There may be various ways by which 5-HT3 receptor blockade during acute cocaine or pergolide withdrawal can lead to reversal of previously established cocaine sensitization. Acute cocaine withdrawal is often associated with symptoms of anhedonia, anergia, depression, and anxiety in human cocaine abusers (Gawin and Ellinwood, 1988), and the intensity of these aversive withdrawal symptoms is a strong predictor of poor treatment outcome (Mulvaney et al, 1999; Kampman et al, 2001). In animals, Koob and Le Moal (2001) have suggested that aversive ‘allosteric dysregulation’ during repeated acute cocaine withdrawal may contribute to the maintenance of long-term cocaine sensitization and abuse. To the extent that the 5-HT3 receptor system can directly or indirectly (eg, via substance P) play a major role in various aversive responses (Gavioli et al, 1999), specific 5-HT3 blockade during DA withdrawal may lead to disruption of the neural mechanisms underlying repeated cocaine abuse. Anatomically, D1 and 5-HT3 receptors in the PFC are codistributed in the inhibitory GABA interneurons (Vincent et al, 1995; Jakab and Goldman-Rakic, 1998), where 5-HT3 stimulation can rapidly activate these inhibitory neurons under adverse conditions (Jakab and Goldman-Rakic, 2000). In addition, 5HT3 terminal receptors have been shown to mediate local stimulatory actions of 5-HT on DA release in the medial PFC (Chen et al, 1992), striatum (Blandina et al, 1989), and NAc (De Deurwaerdere et al, 1998). Thus, modulations of the DA–5-HT3 interactions in the PFC, NAc core, and shell may form a basis for reversal of the sensitization-associated behavioral and NMDA/AMPA subunit changes by a pergolide/ondansetron treatment regimen.

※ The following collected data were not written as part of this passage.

//! Cache keys for generated artifacts.

use std::fmt;

use folio_render_types::{GenerationOptions, GenerationTarget};
use serde::Serialize;
use sha2::{Digest, Sha256};

/// Content fingerprint of a target and the options it was generated with.
///
/// Formatted as `<mode>:<template>:<sha256>` so keys stay readable in logs.
#[derive(Debug, Clone, PartialEq, Eq, Hash)]
pub struct ArtifactKey(String);

#[derive(Serialize)]
struct Fingerprint<'a> {
    target: &'a GenerationTarget,
    options: &'a GenerationOptions,
}

impl ArtifactKey {
    pub fn fingerprint(
        target: &GenerationTarget,
        options: &GenerationOptions,
    ) -> Result<Self, serde_json::Error> {
        let encoded = serde_json::to_vec(&Fingerprint { target, options })?;
        let digest = hex::encode(Sha256::digest(&encoded));
        Ok(Self(format!(
            "{}:{}:{digest}",
            target.mode.trim().to_ascii_lowercase(),
            target.template.trim()
        )))
    }

    pub fn as_str(&self) -> &str {
        &self.0
    }
}

impl fmt::Display for ArtifactKey {
    fn fmt(&self, f: &mut fmt::Formatter<'_>) -> fmt::Result {
        f.write_str(&self.0)
    }
}

#[cfg(test)]
mod tests {
    use folio_render_types::PortfolioDocument;

    use super::*;

    fn target(name: &str) -> GenerationTarget {
        GenerationTarget::new(
            "Site",
            "classic",
            PortfolioDocument {
                name: name.to_string(),
                ..PortfolioDocument::default()
            },
        )
    }

    #[test]
    fn identical_inputs_share_a_key() {
        let options = GenerationOptions::default();
        let a = ArtifactKey::fingerprint(&target("Ada"), &options).expect("key");
        let b = ArtifactKey::fingerprint(&target("Ada"), &options).expect("key");
        assert_eq!(a, b);
        assert!(a.as_str().starts_with("site:classic:"));
    }

    #[test]
    fn document_and_options_change_the_key() {
        let options = GenerationOptions::default();
        let base = ArtifactKey::fingerprint(&target("Ada"), &options).expect("key");
        let renamed = ArtifactKey::fingerprint(&target("Grace"), &options).expect("key");
        let fast = ArtifactKey::fingerprint(
            &target("Ada"),
            &GenerationOptions {
                fast_mode: true,
                ..GenerationOptions::default()
            },
        )
        .expect("key");

        assert_ne!(base, renamed);
        assert_ne!(base, fast);
    }
}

In conclusion, the present study demonstrates that long-term behavioral sensitization to cocaine, established via chronic injections followed by a chronic withdrawal period, is associated with region-specific alterations in NR2B subunit expression and phosphorylation, as well as, changes in the phosphorylation status of the GluR1 subunit. Importantly, combined pergolide/ondansetron treatment was sufficient to reverse not only the established behavioral sensitization to cocaine but also the associated alterations in NR2B and GluR1 subunits of the respective NMDA and AMPA receptors. To the extent behavioral sensitization contributes to chronic cocaine abuse in humans, a combined pergolide/ondansetron treatment regimen may provide a means of long-term maintenance treatment for cocaine abusers.
References
Arnt J (1985). Behavioural stimulation is induced by separate dopamine D-1 and D-2 receptor sites in reserpine-pretreated but not in normal rats. Eur J Pharmacol 113: 79–88.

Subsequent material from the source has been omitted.